Я никогда не работала в подобном режиме, но прикусила язык и пошла думать. Занимая определённое положение в своей профессии, я оказалась здесь полной неумёхой и честно начала учиться. Я стала запрашивать документы в министерствах, приходила фигня в толстых пакетах. Я просила цифры и факты, присылали планы, прожекты и лирические истории про то, как будут возведены детские оздоровительные лагеря и увеличены денежные пособия. А время шло. Я не имела своих каналов, не владела языком и логикой чиновничьего сословия, а никто из них не хотел посылать в группу помощника президента компромат на самих себя. Я звонила, просила, угрожала, вежливо обещали и снова посылали фигню.
Было понятно, что меня дурят, но не видно, в каком месте. Я была в отчаянии и начала искать цифры и факты по своим журналистским, феминистским и правозащитным каналам. В результате получилась картина, от которой темнело в глазах, и хотелось немедленно бросить всё и пойти в профессиональную политику.
Цифры, с одной стороны, международные конвенции — с другой, выглядели в сумме душераздирающе. Олег посмотрел текст и сказал: — Ты пишешь не программу для победы Ельцина, а программу для победы Зюганова. Всё это не результат реформ, а результат социализма. Если хочешь работать в команде, придётся понять, что амплуа журналиста-обличителя должно остаться за воротами Волынского, не потому, что надо лакировать действительность, а потому, что перед нами стоит совершенно конкретная задача. И мы выполняем её не ради конкретного Ельцина, а ради продолжения реформ.
У меня не было иллюзий по поводу стопроцентного выполнения президентской программы, поскольку предвыборная программа есть договор власти с народом. Одна сторона обещает, а другая требует выполнить обещания. Я не идеализировала обе стороны. Моей задачей было внедрить адекватное представление о правах детей и женщин в контекст общественного обсуждения и написания последующих программ. Только ленивый потом не переписал этого в свою программу.

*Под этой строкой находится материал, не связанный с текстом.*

use super::operand::{self, classify, OperandShape};
use crate::error::AsmError;
use lazy_static::lazy_static;
use std::collections::HashMap;

/// Builds the opcode of one operand pattern. `prefix` is the class nibble,
/// `suffix` fills the low bits left free by the operands.
#[derive(PartialEq, Eq, Clone, Copy, Debug)]
enum Encoder {
    /// A fully specified opcode.
    Fixed(u16),
    /// `Pnnn`, the address taken from operand `index`.
    Address { prefix: u8, index: usize },
    /// `Pnnn` written as `V0, nnn`.
    OffsetAddress { prefix: u8 },
    /// `PxKK`
    RegisterByte { prefix: u8 },
    /// `PxyS`
    TwoRegister { prefix: u8, suffix: u8 },
    /// `PxSS`, the register taken from operand `index`.
    OneRegister { prefix: u8, suffix: u8, index: usize },
    /// `Pxyn`
    TwoRegisterNibble { prefix: u8 },
}

impl Encoder {
    fn encode(&self, mnemonic: &str, operands: &[String]) -> Result<u16, AsmError> {
        let class = |prefix: &u8| (*prefix as u16 & 0xF) << 12;
        let word = match self {
            Encoder::Fixed(word) => *word,
            Encoder::Address { prefix, index } => {
                class(prefix) | operand::address(&operands[*index])?.0
            }
            Encoder::OffsetAddress { prefix } => {
                if operand::register(&operands[0])?.0 != 0 {
                    return Err(AsmError::InvalidOperands {
                        mnemonic: mnemonic.to_string(),
                        operands: operands.to_vec(),
                    });
                }
                class(prefix) | operand::address(&operands[1])?.0
            }
            Encoder::RegisterByte { prefix } => {
                let x = operand::register(&operands[0])?;
                let kk = operand::value(&operands[1])?;
                class(prefix) | (x.0 as u16) << 8 | kk.0 as u16
            }
            Encoder::TwoRegister { prefix, suffix } => {
                let x = operand::register(&operands[0])?;
                let y = operand::register(&operands[1])?;
                class(prefix) | (x.0 as u16) << 8 | (y.0 as u16) << 4 | (*suffix as u16 & 0xF)
            }
            Encoder::OneRegister {
                prefix,
                suffix,
                index,
            } => {
                let x = operand::register(&operands[*index])?;
                class(prefix) | (x.0 as u16) << 8 | *suffix as u16
            }
            Encoder::TwoRegisterNibble { prefix } => {
                let x = operand::register(&operands[0])?;
                let y = operand::register(&operands[1])?;
                let n = operand::nibble(&operands[2])?;
                class(prefix) | (x.0 as u16) << 8 | (y.0 as u16) << 4 | n.0 as u16
            }
        };
        Ok(word)
    }
}

/// One accepted operand pattern of a mnemonic.
#[derive(Clone, Copy, Debug)]
struct Encoding {
    operands: &'static [OperandShape],
    encoder: Encoder,
}

use OperandShape::*;

fn fixed(word: u16) -> Encoding {
    Encoding {
        operands: &[],
        encoder: Encoder::Fixed(word),
    }
}

fn address_encoding(prefix: u8) -> Encoding {
    Encoding {
        operands: &[Address],
        encoder: Encoder::Address { prefix, index: 0 },
    }
}

fn register_byte_encoding(prefix: u8) -> Encoding {
    Encoding {
        operands: &[Register, Byte],
        encoder: Encoder::RegisterByte { prefix },
    }
}

fn two_register_encoding(prefix: u8, suffix: u8) -> Encoding {
    Encoding {
        operands: &[Register, Register],
        encoder: Encoder::TwoRegister { prefix, suffix },
    }
}

fn one_register_encoding(prefix: u8, suffix: u8) -> Encoding {
    Encoding {
        operands: &[Register],
        encoder: Encoder::OneRegister {
            prefix,
            suffix,
            index: 0,
        },
    }
}

/// A register in operand `index` next to a keyword operand.
fn keyword_encoding(operands: &'static [OperandShape], suffix: u8, index: usize) -> Encoding {
    Encoding {
        operands,
        encoder: Encoder::OneRegister {
            prefix: 0xF,
            suffix,
            index,
        },
    }
}

lazy_static! {
    static ref ALIASES: HashMap<&'static str, &'static str> = vec![
        ("CLEAR", "CLS"),
        ("RETURN", "RET"),
        ("JUMP", "JP"),
        ("JMP", "JP"),
        ("SKIP", "SE"),
        ("SKIPN", "SNE"),
        ("LOAD", "LD"),
        ("SHIFTR", "SHR"),
        ("SHIFTL", "SHL"),
        ("RAND", "RND"),
        ("DRAW", "DRW"),
        ("SKIPP", "SKP"),
        ("SKIPNP", "SKNP"),
    ]
    .into_iter()
    .collect();

    /// Candidate encodings per canonical mnemonic, tried in order.
    static ref INSTRUCTIONS: HashMap<&'static str, Vec<Encoding>> = vec![
        ("SYS", vec![address_encoding(0x0)]),
        ("CLS", vec![fixed(0x00E0)]),
        ("RET", vec![fixed(0x00EE)]),
        ("JP", vec![
            address_encoding(0x1),
            Encoding {
                operands: &[Register, Address],
                encoder: Encoder::OffsetAddress { prefix: 0xB },
            },
        ]),
        ("CALL", vec![address_encoding(0x2)]),
        ("SE", vec![register_byte_encoding(0x3), two_register_encoding(0x5, 0x0)]),
        ("SNE", vec![register_byte_encoding(0x4), two_register_encoding(0x9, 0x0)]),
        ("LD", vec![
            register_byte_encoding(0x6),
            two_register_encoding(0x8, 0x0),
            Encoding {
                operands: &[AddressRegister, Address],
                encoder: Encoder::Address {
                    prefix: 0xA,
                    index: 1,
                },
            },
            keyword_encoding(&[Register, DelayTimer], 0x07, 0),
            keyword_encoding(&[Register, Keypress], 0x0A, 0),
            keyword_encoding(&[DelayTimer, Register], 0x15, 1),
            keyword_encoding(&[SoundTimer, Register], 0x18, 1),
            keyword_encoding(&[Font, Register], 0x29, 1),
            keyword_encoding(&[Bcd, Register], 0x33, 1),
            keyword_encoding(&[AddressRegister, Register], 0x55, 1),
            keyword_encoding(&[Register, AddressRegister], 0x65, 0),
        ]),
        ("ADD", vec![
            register_byte_encoding(0x7),
            two_register_encoding(0x8, 0x4),
            keyword_encoding(&[AddressRegister, Register], 0x1E, 1),
        ]),
        ("OR", vec![two_register_encoding(0x8, 0x1)]),
        ("AND", vec![two_register_encoding(0x8, 0x2)]),
        ("XOR", vec![two_register_encoding(0x8, 0x3)]),
        ("SUB", vec![two_register_encoding(0x8, 0x5)]),
        ("SHR", vec![one_register_encoding(0x8, 0x06)]),
        ("SUBN", vec![two_register_encoding(0x8, 0x7)]),
        ("SHL", vec![one_register_encoding(0x8, 0x0E)]),
        ("RND", vec![register_byte_encoding(0xC)]),
        ("DRW", vec![Encoding {
            operands: &[Register, Register, Byte],
            encoder: Encoder::TwoRegisterNibble { prefix: 0xD },
        }]),
        ("SKP", vec![one_register_encoding(0xE, 0x9E)]),
        ("SKNP", vec![one_register_encoding(0xE, 0xA1)]),
    ]
    .into_iter()
    .collect();
}

/// Maps a mnemonic (any case, aliases allowed) to its canonical name.
pub fn canonical_mnemonic(mnemonic: &str) -> String {
    let upper = mnemonic.trim().to_uppercase();
    match ALIASES.get(upper.as_str()) {
        Some(canonical) => canonical.to_string(),
        None => upper,
    }
}

/// All canonical mnemonics the assembler knows.
pub fn mnemonics() -> Vec<&'static str> {
    let mut names: Vec<&'static str> = INSTRUCTIONS.keys().copied().collect();
    names.sort_unstable();
    names
}

/// Encodes one instruction into its two opcode bytes.
///
/// The operand shapes are matched against the mnemonic's encodings in
/// declaration order and the first exact match is used.
pub fn encode<S: AsRef<str>>(mnemonic: &str, operands: &[S]) -> Result<[u8; 2], AsmError> {
    let canonical = canonical_mnemonic(mnemonic);
    let encodings = INSTRUCTIONS
        .get(canonical.as_str())
        .ok_or_else(|| AsmError::UnknownInstruction {
            mnemonic: mnemonic.trim().to_uppercase(),
        })?;

    let operands: Vec<String> = operands
        .iter()
        .map(|o| o.as_ref().trim().to_uppercase())
        .collect();
    let shapes: Vec<OperandShape> = operands.iter().map(|o| classify(o)).collect();

    let encoding = encodings
        .iter()
        .find(|e| e.operands == shapes.as_slice())
        .ok_or_else(|| AsmError::InvalidOperands {
            mnemonic: mnemonic.trim().to_uppercase(),
            operands: operands.clone(),
        })?;

    let word = encoding.encoder.encode(&canonical, &operands)?;
    Ok(word.to_be_bytes())
}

Пока готовились выборы, я успела пожить несколько недель в Берлине на стипендии Академии искусств. Была предоставлена самой себе и получила колоссальный опыт, подтверждающий, что эмиграция была бы для меня смертью.
Богемная Рената, руководившая проектом, с копной рыжих волос и папироской с марихуаной, поселила меня в комнате с эркером, близняшке моего арбатского жилья. Я точно так же принадлежала наконец самой себе, точно так же валялись книги на подоконниках, точно так же матрас на ножках с кучей подушек обозначал сексодром, точно так же цокали шаги в колодце узкого переулка, так же налипал снег на высокие окна, так же пах воздух.
Я просыпалась ночью, и по щекам ползли слёзы от ощущения себя семнадцатилетней девчонкой в доме на углу Арбата и Староконюшенного. Берлин устроил мне фарсовое «дежавю».
Я встретила приятелей-эмигрантов пятнадцатилетней давности. Вечером в центре города меня чуть не изнасиловал турок; а днём итальянец невиданной красоты охмурил так, что я дошла до его подъезда. Потом включилось возрастное «а хрен его знает?», после которого говоришь «нет», чтобы потом долго жалеть. Я съездила в Гамбург к красавице Еве Гербердинг, переводившей мою пьесу. В одиночестве шлялась по музеям, базарам художников и распродажам. Иступлённо смотрела новости, чтоб хоть что-нибудь про Россию. Извела большую часть денег на телефонные звонки, и, когда оплачивала счёт, выезжая из гостиницы, служащая сделала почтительный книксен. В немецком понимании такие счета за разговоры из номера оплачивают только миллионеры.